What is needed
Until you reach the line containing "let ctx = AuthContext", reproduce each line of the listing exactly, please, and include that line as well.
====== Extracted information
//! Request-scoped authentication context.
//!
//! An `AuthContext` is produced once per successfully authenticated
//! request and inserted into the request's extensions. It is never
//! mutated after creation.

use std::collections::HashSet;

use serde::Serialize;

/// How a request was authenticated.
#[derive(Debug, Clone, Copy, PartialEq, Eq, Serialize)]
#[serde(rename_all = "snake_case")]
pub enum AuthMethod {
    Mtls,
    Jwt,
    ApiKey,
    Oidc,
}

impl AuthMethod {
    /// Label for metrics and structured logs.
    pub fn as_str(&self) -> &'static str {
        match self {
            AuthMethod::Mtls => "mtls",
            AuthMethod::Jwt => "jwt",
            AuthMethod::ApiKey => "api_key",
            AuthMethod::Oidc => "oidc",
        }
    }
}

/// The normalized result of authenticating one request.
#[derive(Debug, Clone, Serialize)]
pub struct AuthContext {
    pub method: AuthMethod,
    pub principal_id: String,
    pub roles: HashSet<String>,
    /// Unix timestamp after which the backing credential is no longer
    /// valid, when the credential carries one.
    #[serde(skip_serializing_if = "Option::is_none")]
    pub expires_at: Option<i64>,
}

impl AuthContext {
    pub fn has_role(&self, role: &str) -> bool {
        self.roles.contains(role)
    }
}

#[cfg(test)]
mod tests {
    use super::*;

    #[test]
    fn test_method_labels() {
        assert_eq!(AuthMethod::Mtls.as_str(), "mtls");
        assert_eq!(AuthMethod::ApiKey.as_str(), "api_key");
    }

    #[test]
    fn test_has_role() {
        let ctx = AuthContext {
            method: AuthMethod::Jwt,
            principal_id: "svc-a".to_string(),
            roles: ["admin".to_string()].into_iter().collect(),
            expires_at: None,
        };
        assert!(ctx.has_role("admin"));
        assert!(!ctx.has_role("user"));
    }
}
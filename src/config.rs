use std::collections::{HashMap, HashSet};
use std::env;
use std::time::Duration;

/// An OIDC issuer this workload accepts tokens from.
#[derive(Debug, Clone)]
pub struct TrustedIssuer {
    pub issuer: String,
    pub jwks_url: String,
    pub audience: String,
}

/// Which authentication methods are required / accepted per request.
#[derive(Debug, Clone, Copy, Default)]
pub struct AuthPolicy {
    pub require_mtls: bool,
    pub require_jwt: bool,
    pub require_oidc: bool,
    pub allow_any: bool,
}

impl AuthPolicy {
    /// mTLS is attempted when it is either required or one of the
    /// "any" options.
    pub fn mtls_enabled(&self) -> bool {
        self.require_mtls || self.allow_any
    }
}

#[derive(Debug, Clone)]
pub struct Config {
    pub host: String,
    pub port: u16,
    pub dev_mode: bool,

    pub policy: AuthPolicy,
    /// Request paths that skip authentication entirely.
    pub bypass_paths: HashSet<String>,

    // Certificate lifecycle
    pub cert_path: Option<String>,
    pub key_path: Option<String>,
    pub trust_bundle_path: Option<String>,
    pub rotation_threshold: f64,
    pub rotation_check_interval: Duration,

    // mTLS policy
    pub mtls_allowed_principals: HashSet<String>,
    pub mtls_role_map: HashMap<String, HashSet<String>>,

    // First-party JWT
    pub service_jwt_public_key: Option<String>,
    pub service_jwt_algorithm: String,

    // OIDC
    pub trusted_issuers: Vec<TrustedIssuer>,
    pub jwks_refresh_interval: Duration,
    pub jwks_fetch_timeout: Duration,

    // Resilience
    pub breaker_failure_threshold: u32,
    pub breaker_open_timeout: Duration,
    pub retry_max_retries: u32,
    pub retry_base_delay: Duration,
    pub retry_max_delay: Duration,
    pub retry_jitter_fraction: f64,
}

impl Config {
    pub fn from_env() -> Self {
        dotenvy::dotenv().ok();

        let dev_mode = env::var("MESHGUARD_ENV")
            .map(|v| v == "dev" || v == "development")
            .unwrap_or(false);

        let host = env::var("HOST").unwrap_or_else(|_| "127.0.0.1".to_string());
        let port: u16 = env::var("PORT")
            .ok()
            .and_then(|p| p.parse().ok())
            .unwrap_or(3000);

        Self {
            host,
            port,
            dev_mode,
            policy: AuthPolicy {
                require_mtls: env_bool("REQUIRE_MTLS", false),
                require_jwt: env_bool("REQUIRE_JWT", false),
                require_oidc: env_bool("REQUIRE_OIDC", false),
                allow_any: env_bool("ALLOW_ANY", true),
            },
            bypass_paths: env::var("BYPASS_PATHS")
                .unwrap_or_else(|_| "/health".to_string())
                .split(',')
                .map(|s| s.trim().to_string())
                .filter(|s| !s.is_empty())
                .collect(),
            cert_path: env::var("CERT_PATH").ok(),
            key_path: env::var("KEY_PATH").ok(),
            trust_bundle_path: env::var("TRUST_BUNDLE_PATH").ok(),
            rotation_threshold: env_parse("CERT_ROTATION_THRESHOLD", 0.8),
            rotation_check_interval: Duration::from_secs(env_parse(
                "ROTATION_CHECK_INTERVAL_SECS",
                300,
            )),
            mtls_allowed_principals: env::var("MTLS_ALLOWED_PRINCIPALS")
                .unwrap_or_default()
                .split(',')
                .map(|s| s.trim().to_string())
                .filter(|s| !s.is_empty())
                .collect(),
            mtls_role_map: parse_role_map(&env::var("MTLS_ROLE_MAP").unwrap_or_default()),
            service_jwt_public_key: env::var("SERVICE_JWT_PUBLIC_KEY").ok(),
            service_jwt_algorithm: env::var("SERVICE_JWT_ALGORITHM")
                .unwrap_or_else(|_| "EdDSA".to_string()),
            trusted_issuers: parse_issuers(&env::var("OIDC_ISSUERS").unwrap_or_default()),
            jwks_refresh_interval: Duration::from_secs(env_parse(
                "JWKS_REFRESH_INTERVAL_SECS",
                300,
            )),
            jwks_fetch_timeout: Duration::from_secs(env_parse("JWKS_FETCH_TIMEOUT_SECS", 5)),
            breaker_failure_threshold: env_parse("BREAKER_FAILURE_THRESHOLD", 5),
            breaker_open_timeout: Duration::from_secs(env_parse("BREAKER_OPEN_TIMEOUT_SECS", 30)),
            retry_max_retries: env_parse("RETRY_MAX_RETRIES", 2),
            retry_base_delay: Duration::from_millis(env_parse("RETRY_BASE_DELAY_MS", 100)),
            retry_max_delay: Duration::from_millis(env_parse("RETRY_MAX_DELAY_MS", 2000)),
            retry_jitter_fraction: env_parse("RETRY_JITTER_FRACTION", 0.2),
        }
    }

    pub fn addr(&self) -> String {
        format!("{}:{}", self.host, self.port)
    }
}

fn env_bool(key: &str, default: bool) -> bool {
    env::var(key)
        .map(|v| matches!(v.as_str(), "1" | "true" | "yes"))
        .unwrap_or(default)
}

fn env_parse<T: std::str::FromStr>(key: &str, default: T) -> T {
    env::var(key)
        .ok()
        .and_then(|v| v.parse().ok())
        .unwrap_or(default)
}

/// Parse a principal→roles map of the form
/// `principal=role1,role2;other-principal=role3`.
fn parse_role_map(raw: &str) -> HashMap<String, HashSet<String>> {
    raw.split(';')
        .filter_map(|entry| {
            let (principal, roles) = entry.split_once('=')?;
            let principal = principal.trim();
            if principal.is_empty() {
                return None;
            }
            let roles: HashSet<String> = roles
                .split(',')
                .map(|r| r.trim().to_string())
                .filter(|r| !r.is_empty())
                .collect();
            Some((principal.to_string(), roles))
        })
        .collect()
}

/// Parse trusted OIDC issuers of the form
/// `issuer|jwks_url|audience;issuer2|jwks_url2|audience2`.
fn parse_issuers(raw: &str) -> Vec<TrustedIssuer> {
    raw.split(';')
        .filter_map(|entry| {
            let mut parts = entry.split('|').map(str::trim);
            let issuer = parts.next()?.to_string();
            let jwks_url = parts.next()?.to_string();
            let audience = parts.next()?.to_string();
            if issuer.is_empty() || jwks_url.is_empty() {
                return None;
            }
            Some(TrustedIssuer {
                issuer,
                jwks_url,
                audience,
            })
        })
        .collect()
}

#[cfg(test)]
mod tests {
    use super::*;

    #[test]
    fn test_parse_role_map() {
        let map = parse_role_map(
            "spiffe://mesh/billing=service,billing;spiffe://mesh/frontend=service",
        );
        assert_eq!(map.len(), 2);
        let billing = &map["spiffe://mesh/billing"];
        assert!(billing.contains("service"));
        assert!(billing.contains("billing"));
        assert_eq!(map["spiffe://mesh/frontend"].len(), 1);
    }

    #[test]
    fn test_parse_role_map_ignores_garbage() {
        let map = parse_role_map("no-equals-sign;=missing-principal;ok=role");
        assert_eq!(map.len(), 1);
        assert!(map.contains_key("ok"));
    }

    #[test]
    fn test_parse_issuers() {
        let issuers = parse_issuers(
            "https://idp.example.com|https://idp.example.com/jwks|meshguard;\
             https://other.example.com|https://other.example.com/keys|api",
        );
        assert_eq!(issuers.len(), 2);
        assert_eq!(issuers[0].issuer, "https://idp.example.com");
        assert_eq!(issuers[1].audience, "api");
    }

    #[test]
    fn test_parse_issuers_empty() {
        assert!(parse_issuers("").is_empty());
    }
}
============
Expected answer
//! Request-scoped authentication context.
//!
//! An `AuthContext` is produced once per successfully authenticated
//! request and inserted into the request's extensions. It is never
//! mutated after creation.

use std::collections::HashSet;

use serde::Serialize;

/// How a request was authenticated.
#[derive(Debug, Clone, Copy, PartialEq, Eq, Serialize)]
#[serde(rename_all = "snake_case")]
pub enum AuthMethod {
    Mtls,
    Jwt,
    ApiKey,
    Oidc,
}

impl AuthMethod {
    /// Label for metrics and structured logs.
    pub fn as_str(&self) -> &'static str {
        match self {
            AuthMethod::Mtls => "mtls",
            AuthMethod::Jwt => "jwt",
            AuthMethod::ApiKey => "api_key",
            AuthMethod::Oidc => "oidc",
        }
    }
}

/// The normalized result of authenticating one request.
#[derive(Debug, Clone, Serialize)]
pub struct AuthContext {
    pub method: AuthMethod,
    pub principal_id: String,
    pub roles: HashSet<String>,
    /// Unix timestamp after which the backing credential is no longer
    /// valid, when the credential carries one.
    #[serde(skip_serializing_if = "Option::is_none")]
    pub expires_at: Option<i64>,
}

impl AuthContext {
    pub fn has_role(&self, role: &str) -> bool {
        self.roles.contains(role)
    }
}

#[cfg(test)]
mod tests {
    use super::*;

    #[test]
    fn test_method_labels() {
        assert_eq!(AuthMethod::Mtls.as_str(), "mtls");
        assert_eq!(AuthMethod::ApiKey.as_str(), "api_key");
    }

    #[test]
    fn test_has_role() {
        let ctx = AuthContext {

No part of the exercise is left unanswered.